Comments on Australian bank costs:
“Much like in the US bank funding costs have been rising and the BBSW-OIS spread widened to 60bps last month, the widest since 2010. This is a similar trend to what was experienced in the US earlier in the year. However, in the US the spread has narrowed, while the Australian spread has kept widening. The risk is that this leads to out-of-cycle rate hikes by retail banks, further squeezing highly indebted households. Smaller lenders, such as Bank of Queensland, have already increased mortgage rates, but now Macquarie Bank (a larger lender) has increased its variable mortgage rate.
Higher funding costs are likely a structural rather than cyclical shift, and banks have delayed raising lending rates as they tried to figure whether the funding costs change wold be temporary or not. The shift in funding costs is a function of a few things:
• Higher US costs impacting the local market
• Widening gap between credit and deposit growth, and credit growth increasing faster than deposits
• Higher issuance of bonds by the government.
The last factor is one reason why Australian bank costs have moved out of step with the US. The government is still issuing bonds in line with its plans at the start of the year, but the deficit is much smaller than initially thought so more debt than needed is being issued to meet the funding deficit. This inflates the RBA’s balance sheet as retail banks buy the government bonds, but the RBA doesn’t release the unwanted cash into the economy so its balance sheet increases and liquidity is removed from the system increasing short term funding.

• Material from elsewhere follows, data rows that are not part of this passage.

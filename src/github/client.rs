use std::time::Duration;

use color_eyre::{eyre::eyre, Result};
use reqwest::header::{HeaderMap, HeaderValue, ACCEPT, AUTHORIZATION};
use reqwest::StatusCode;
use tracing::{debug, warn};
use url::Url;

use crate::config::Config;
use crate::error::SyncError;
use crate::github::api_types::{decode_page, RemoteRecord};
use crate::sync::RepositorySource;

/// Items requested per page; only the first page is fetched.
pub const PAGE_SIZE: u32 = 100;

/// Longest response body kept in an `Api` error.
const ERROR_BODY_LIMIT: usize = 200;

/// GitHub API client for the authenticated user's repositories
#[derive(Clone)]
pub struct GitHubClient {
  http: reqwest::Client,
  endpoint: Url,
}

impl GitHubClient {
  pub fn new(config: &Config) -> Result<Self> {
    let token = Config::get_api_token()?;

    let mut headers = HeaderMap::new();
    let mut auth = HeaderValue::from_str(&format!("Bearer {token}"))
      .map_err(|e| eyre!("GitHub token is not a valid header value: {}", e))?;
    auth.set_sensitive(true);
    headers.insert(AUTHORIZATION, auth);
    headers.insert(ACCEPT, HeaderValue::from_static("application/json"));

    let mut builder = reqwest::Client::builder()
      .default_headers(headers)
      .user_agent(config.github.user_agent.clone());
    if let Some(secs) = config.github.timeout_secs {
      builder = builder.timeout(Duration::from_secs(secs));
    }

    let http = builder
      .build()
      .map_err(|e| eyre!("Failed to create HTTP client: {}", e))?;

    Ok(Self {
      http,
      endpoint: repos_endpoint(&config.github.api_url)?,
    })
  }

  pub fn endpoint(&self) -> &Url {
    &self.endpoint
  }
}

impl RepositorySource for GitHubClient {
  /// List the first page of the user's repositories, most recently updated first
  async fn fetch(&self) -> Result<Vec<RemoteRecord>, SyncError> {
    debug!(url = %self.endpoint, "requesting repository listing");

    let resp = self.http.get(self.endpoint.clone()).send().await?;
    let status = resp.status();
    let body = resp.text().await?;

    check_status(status, &body)?;

    let records = decode_page(&body)?;
    debug!(count = records.len(), "received repository listing");
    Ok(records)
  }
}

/// `<base>/user/repos?type=all&sort=updated&per_page=100`
fn repos_endpoint(api_url: &str) -> Result<Url> {
  let base = format!("{}/user/repos", api_url.trim_end_matches('/'));
  let mut url =
    Url::parse(&base).map_err(|e| eyre!("Invalid GitHub API URL {}: {}", api_url, e))?;

  url
    .query_pairs_mut()
    .append_pair("type", "all")
    .append_pair("sort", "updated")
    .append_pair("per_page", &PAGE_SIZE.to_string());

  Ok(url)
}

fn check_status(status: StatusCode, body: &str) -> Result<(), SyncError> {
  if status.is_success() {
    return Ok(());
  }

  warn!(%status, "GitHub returned non-success for repository listing");

  match status {
    StatusCode::UNAUTHORIZED | StatusCode::FORBIDDEN => Err(SyncError::Auth {
      status: status.as_u16(),
    }),
    _ => Err(SyncError::Api {
      status: status.as_u16(),
      body: body.chars().take(ERROR_BODY_LIMIT).collect(),
    }),
  }
}
//! Serde-deserializable types matching the GitHub repository listing.
//!
//! These types are separate from the cached domain type so that every
//! nullable field the API may send stays nullable until normalization.

use chrono::{Local, NaiveDateTime};
use serde::Deserialize;
use tracing::warn;

use crate::error::SyncError;

use super::types::{CachedRepository, UNKNOWN_LANGUAGE};

/// Zone-less ISO-8601 date-time forms, tried in order. Seconds and
/// fractional seconds are optional.
const TIMESTAMP_FORMATS: [&str; 2] = ["%Y-%m-%dT%H:%M:%S%.f", "%Y-%m-%dT%H:%M"];

// ============================================================================
// Repository listing item
// ============================================================================

/// One item of `GET /user/repos`, consumed once by [`RemoteRecord::normalize`].
#[derive(Debug, Clone, Deserialize)]
pub struct RemoteRecord {
  pub id: u64,
  pub name: String,
  #[serde(default)]
  pub full_name: String,
  pub description: Option<String>,
  #[serde(default)]
  pub html_url: String,
  pub stargazers_count: Option<u64>,
  pub forks_count: Option<u64>,
  pub language: Option<String>,
  pub created_at: Option<String>,
  pub updated_at: Option<String>,
  pub private: Option<bool>,
  pub fork: Option<bool>,
}

/// Decode a listing page.
///
/// The body must be a JSON array. Items that do not fit [`RemoteRecord`] are
/// skipped and logged so one bad item never sinks the page. A non-empty page
/// with no usable item is a decode failure, not an empty account.
pub fn decode_page(body: &str) -> Result<Vec<RemoteRecord>, SyncError> {
  let items: Vec<serde_json::Value> = serde_json::from_str(body)?;
  let total = items.len();

  let mut records = Vec::with_capacity(total);
  for (index, item) in items.into_iter().enumerate() {
    match serde_json::from_value::<RemoteRecord>(item) {
      Ok(record) => records.push(record),
      Err(e) => warn!(index, error = %e, "skipping malformed repository item"),
    }
  }

  if total > 0 && records.is_empty() {
    return Err(SyncError::Decode(format!(
      "all {total} repository items were malformed"
    )));
  }

  Ok(records)
}

// ============================================================================
// Conversions to domain types
// ============================================================================

impl RemoteRecord {
  pub fn normalize(self) -> CachedRepository {
    let created_at = parse_timestamp(&self.name, self.created_at.as_deref());
    let updated_at = parse_timestamp(&self.name, self.updated_at.as_deref());

    CachedRepository {
      id: self.id,
      name: self.name,
      full_name: self.full_name,
      description: self.description,
      html_url: self.html_url,
      stargazers_count: self.stargazers_count.unwrap_or(0),
      forks_count: self.forks_count.unwrap_or(0),
      language: self
        .language
        .filter(|l| !l.is_empty())
        .unwrap_or_else(|| UNKNOWN_LANGUAGE.to_string()),
      created_at,
      updated_at,
      is_private: self.private.unwrap_or(false),
      is_fork: self.fork.unwrap_or(false),
    }
  }
}

// ============================================================================
// Helpers
// ============================================================================

/// Parse an API timestamp as a local date-time, dropping the trailing `Z`.
///
/// Missing or unparseable values become the current wall-clock time.
fn parse_timestamp(repo: &str, raw: Option<&str>) -> NaiveDateTime {
  let Some(raw) = raw else {
    return Local::now().naive_local();
  };

  let trimmed = raw.strip_suffix('Z').unwrap_or(raw);
  let parsed = TIMESTAMP_FORMATS
    .iter()
    .find_map(|format| NaiveDateTime::parse_from_str(trimmed, format).ok());

  parsed.unwrap_or_else(|| {
    warn!(repo, value = raw, "unparseable timestamp, using now");
    Local::now().naive_local()
  })
}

This might not be an issue in the US, where mortgage rates a fixed for 30 years, but in Australia many households still have variable rate mortgages and household finances are more sensitive to short term changes. The chart below highlights the problem with the housing market, the extreme levels of leverage, and the threat of a worsening of debt affordability.
I don’t think that the RBA will cut rates in response (although unlikely other central banks, they do have the capacity to do so) as they have been talking up the health of the economy for some time, and a cut would be a sharp U-turn on current policy and positioning. The big 4 retail banks may even hold off on rate hikes given the poor view that the public have of the finance industry after the royal commission.”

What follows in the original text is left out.